__YOUR GOAL__
Read the lines below and count those that have the word "lrlocrc". Respond with the number only.

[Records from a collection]

========

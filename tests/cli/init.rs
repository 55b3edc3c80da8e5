use anyhow::{Context, Result};
use insta_cmd::assert_cmd_snapshot;
use serde_json::Value;

use crate::CliTest;

/// Validates config file structure and default values.
fn assert_config_content(content: &str) -> Result<()> {
    let parsed: Value = serde_json::from_str(content).context("Config should be valid JSON")?;

    assert_eq!(parsed["prefix"], "$$$/Piwigo");
    assert_eq!(parsed["lang"], "en");
    assert_eq!(parsed["minLength"], 3);
    assert_eq!(parsed["ignoreLog"], true);
    assert!(
        parsed.get("technicalContextTriggers").is_some(),
        "Config should have 'technicalContextTriggers' field"
    );

    assert!(
        content.contains("\n  \"prefix\""),
        "Config should use 2-space indentation"
    );

    Ok(())
}

#[test]
fn test_init_creates_config() -> Result<()> {
    let test = CliTest::new()?;

    assert_cmd_snapshot!(test.command().arg("init"), @r"
    success: true
    exit_code: 0
    ----- stdout -----
    ✓ Created .lrlocrc.json

    ----- stderr -----
    ");

    assert!(test.root().join(".lrlocrc.json").exists());
    let content = test.read_file(".lrlocrc.json")?;
    assert_config_content(&content)?;

    Ok(())
}

#[test]
fn test_init_fails_if_exists() -> Result<()> {
    let test = CliTest::new()?;
    test.write_file(".lrlocrc.json", "{}")?;

    assert_cmd_snapshot!(test.command().arg("init"), @r"
    success: false
    exit_code: 2
    ----- stdout -----

    ----- stderr -----
    Error: .lrlocrc.json already exists
    ");

    assert_eq!(test.read_file(".lrlocrc.json")?, "{}");

    Ok(())
}

#[test]
fn test_init_config_is_immediately_usable() -> Result<()> {
    let test = CliTest::new()?;

    test.command().arg("init").output()?;
    test.write_file("Main.lua", r#"title = "Hello world""#)?;

    let output = test.extract_command().output()?;
    assert!(
        output.status.success(),
        "Extract should work with initialized config. stderr: {}",
        String::from_utf8_lossy(&output.stderr)
    );

    Ok(())
}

========

__EXERCISE SOLUTION__
6